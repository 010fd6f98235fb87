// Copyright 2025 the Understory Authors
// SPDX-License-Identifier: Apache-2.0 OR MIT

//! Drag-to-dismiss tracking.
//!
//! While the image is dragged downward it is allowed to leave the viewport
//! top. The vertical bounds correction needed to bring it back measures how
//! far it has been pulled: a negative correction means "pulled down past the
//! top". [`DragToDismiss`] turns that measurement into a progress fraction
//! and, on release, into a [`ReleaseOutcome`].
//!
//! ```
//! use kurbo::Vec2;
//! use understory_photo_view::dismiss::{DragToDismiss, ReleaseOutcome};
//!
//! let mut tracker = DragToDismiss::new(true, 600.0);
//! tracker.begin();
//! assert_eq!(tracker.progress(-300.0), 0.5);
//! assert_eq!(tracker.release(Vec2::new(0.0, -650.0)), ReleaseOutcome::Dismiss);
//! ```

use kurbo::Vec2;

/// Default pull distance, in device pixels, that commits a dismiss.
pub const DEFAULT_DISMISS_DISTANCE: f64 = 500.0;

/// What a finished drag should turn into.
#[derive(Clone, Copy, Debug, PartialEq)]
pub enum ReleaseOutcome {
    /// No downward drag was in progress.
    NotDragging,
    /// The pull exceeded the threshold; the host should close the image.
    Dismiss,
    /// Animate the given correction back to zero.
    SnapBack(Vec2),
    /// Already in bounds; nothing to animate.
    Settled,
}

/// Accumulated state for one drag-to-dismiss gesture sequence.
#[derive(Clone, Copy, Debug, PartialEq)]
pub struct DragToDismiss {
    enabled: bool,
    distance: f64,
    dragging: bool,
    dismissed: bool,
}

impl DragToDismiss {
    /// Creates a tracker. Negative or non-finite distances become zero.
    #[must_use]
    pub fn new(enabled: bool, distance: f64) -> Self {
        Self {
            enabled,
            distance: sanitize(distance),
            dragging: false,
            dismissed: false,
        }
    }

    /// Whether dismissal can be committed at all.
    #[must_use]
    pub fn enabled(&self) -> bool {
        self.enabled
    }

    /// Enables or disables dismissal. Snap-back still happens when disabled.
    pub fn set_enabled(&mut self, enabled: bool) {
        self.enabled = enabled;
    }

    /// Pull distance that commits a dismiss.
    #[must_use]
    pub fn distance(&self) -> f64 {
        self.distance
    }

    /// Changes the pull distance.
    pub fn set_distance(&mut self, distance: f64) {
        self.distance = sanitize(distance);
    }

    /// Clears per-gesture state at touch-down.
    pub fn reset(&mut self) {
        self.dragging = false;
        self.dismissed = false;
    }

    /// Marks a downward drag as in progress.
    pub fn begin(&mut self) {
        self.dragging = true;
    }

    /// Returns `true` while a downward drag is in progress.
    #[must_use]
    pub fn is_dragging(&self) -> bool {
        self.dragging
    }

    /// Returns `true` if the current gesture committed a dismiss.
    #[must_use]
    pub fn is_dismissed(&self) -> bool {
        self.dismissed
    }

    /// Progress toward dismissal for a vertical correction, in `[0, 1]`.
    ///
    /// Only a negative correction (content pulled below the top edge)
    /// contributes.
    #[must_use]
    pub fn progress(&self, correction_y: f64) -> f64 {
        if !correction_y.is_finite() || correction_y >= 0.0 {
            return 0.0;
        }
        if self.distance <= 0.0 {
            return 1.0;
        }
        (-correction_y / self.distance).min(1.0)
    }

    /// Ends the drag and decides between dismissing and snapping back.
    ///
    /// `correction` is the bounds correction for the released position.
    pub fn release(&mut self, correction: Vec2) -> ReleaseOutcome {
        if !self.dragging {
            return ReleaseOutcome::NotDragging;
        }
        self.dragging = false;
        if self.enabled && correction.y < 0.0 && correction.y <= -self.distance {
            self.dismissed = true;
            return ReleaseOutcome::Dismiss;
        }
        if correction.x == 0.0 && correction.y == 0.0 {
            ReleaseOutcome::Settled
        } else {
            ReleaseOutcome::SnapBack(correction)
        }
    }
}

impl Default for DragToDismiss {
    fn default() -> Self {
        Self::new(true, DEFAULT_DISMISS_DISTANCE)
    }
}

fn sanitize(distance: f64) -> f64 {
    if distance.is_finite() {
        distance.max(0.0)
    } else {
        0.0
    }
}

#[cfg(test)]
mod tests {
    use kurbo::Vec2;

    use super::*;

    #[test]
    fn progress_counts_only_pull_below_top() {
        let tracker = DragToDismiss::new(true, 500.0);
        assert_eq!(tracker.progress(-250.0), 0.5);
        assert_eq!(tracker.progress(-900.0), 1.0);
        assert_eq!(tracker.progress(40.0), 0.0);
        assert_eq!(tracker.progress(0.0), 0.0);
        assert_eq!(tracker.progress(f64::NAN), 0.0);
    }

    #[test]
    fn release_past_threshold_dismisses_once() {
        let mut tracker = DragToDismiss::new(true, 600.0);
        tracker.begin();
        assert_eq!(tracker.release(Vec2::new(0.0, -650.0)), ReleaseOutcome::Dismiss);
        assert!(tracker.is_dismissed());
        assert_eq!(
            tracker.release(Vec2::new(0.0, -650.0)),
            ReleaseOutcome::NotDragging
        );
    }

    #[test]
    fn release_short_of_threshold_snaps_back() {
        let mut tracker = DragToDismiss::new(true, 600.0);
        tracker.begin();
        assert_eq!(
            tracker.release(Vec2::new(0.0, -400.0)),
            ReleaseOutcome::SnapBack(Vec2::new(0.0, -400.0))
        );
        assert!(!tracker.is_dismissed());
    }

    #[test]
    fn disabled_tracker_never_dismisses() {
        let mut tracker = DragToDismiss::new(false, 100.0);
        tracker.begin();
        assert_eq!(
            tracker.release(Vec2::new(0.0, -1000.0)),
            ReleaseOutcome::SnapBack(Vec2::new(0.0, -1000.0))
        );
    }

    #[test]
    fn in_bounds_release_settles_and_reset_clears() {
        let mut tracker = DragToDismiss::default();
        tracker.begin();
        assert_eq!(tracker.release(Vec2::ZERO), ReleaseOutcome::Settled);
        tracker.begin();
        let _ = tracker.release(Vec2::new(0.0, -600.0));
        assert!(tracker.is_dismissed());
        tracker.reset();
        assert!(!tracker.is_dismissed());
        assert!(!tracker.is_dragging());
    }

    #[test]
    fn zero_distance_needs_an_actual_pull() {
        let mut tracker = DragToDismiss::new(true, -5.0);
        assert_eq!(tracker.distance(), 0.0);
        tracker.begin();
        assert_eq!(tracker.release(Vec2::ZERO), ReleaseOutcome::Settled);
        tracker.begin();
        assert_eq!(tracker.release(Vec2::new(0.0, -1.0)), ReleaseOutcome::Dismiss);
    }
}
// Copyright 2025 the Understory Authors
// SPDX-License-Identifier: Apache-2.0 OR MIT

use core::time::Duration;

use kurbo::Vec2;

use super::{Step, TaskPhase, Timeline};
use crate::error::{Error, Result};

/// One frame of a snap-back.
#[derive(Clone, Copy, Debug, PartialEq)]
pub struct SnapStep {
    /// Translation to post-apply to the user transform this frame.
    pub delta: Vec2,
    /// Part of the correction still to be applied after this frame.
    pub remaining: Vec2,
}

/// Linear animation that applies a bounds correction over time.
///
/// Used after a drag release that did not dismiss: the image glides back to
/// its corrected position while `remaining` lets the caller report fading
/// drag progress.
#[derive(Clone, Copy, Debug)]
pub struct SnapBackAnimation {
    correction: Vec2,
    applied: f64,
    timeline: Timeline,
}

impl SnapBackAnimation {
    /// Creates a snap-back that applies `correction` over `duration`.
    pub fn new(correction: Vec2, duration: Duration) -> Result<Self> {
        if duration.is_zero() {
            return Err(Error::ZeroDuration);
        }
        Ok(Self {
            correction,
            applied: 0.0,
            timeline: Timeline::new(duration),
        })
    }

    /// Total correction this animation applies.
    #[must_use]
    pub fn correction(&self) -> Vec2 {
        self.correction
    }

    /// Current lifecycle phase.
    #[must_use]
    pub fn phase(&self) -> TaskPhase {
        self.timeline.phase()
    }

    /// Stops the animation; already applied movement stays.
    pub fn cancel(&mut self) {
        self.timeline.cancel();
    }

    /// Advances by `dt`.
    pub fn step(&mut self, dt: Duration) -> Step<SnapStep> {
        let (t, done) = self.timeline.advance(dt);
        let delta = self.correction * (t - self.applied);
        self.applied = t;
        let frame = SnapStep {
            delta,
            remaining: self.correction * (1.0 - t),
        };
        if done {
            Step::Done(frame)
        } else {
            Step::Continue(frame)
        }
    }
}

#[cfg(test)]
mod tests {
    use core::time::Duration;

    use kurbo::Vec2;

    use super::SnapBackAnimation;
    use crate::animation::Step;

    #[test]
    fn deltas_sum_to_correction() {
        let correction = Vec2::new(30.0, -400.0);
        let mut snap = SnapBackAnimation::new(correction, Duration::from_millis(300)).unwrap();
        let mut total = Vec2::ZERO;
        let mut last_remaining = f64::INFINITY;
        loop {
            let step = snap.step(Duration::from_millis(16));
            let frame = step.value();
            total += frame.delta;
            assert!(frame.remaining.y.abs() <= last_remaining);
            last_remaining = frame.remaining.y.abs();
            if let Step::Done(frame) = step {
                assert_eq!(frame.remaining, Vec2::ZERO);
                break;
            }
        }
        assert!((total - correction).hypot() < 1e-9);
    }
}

——————————

What needs to be done: Lines with "dismissal" in the listing above: state how many there are, and nothing else.

Solution for this exercise: 3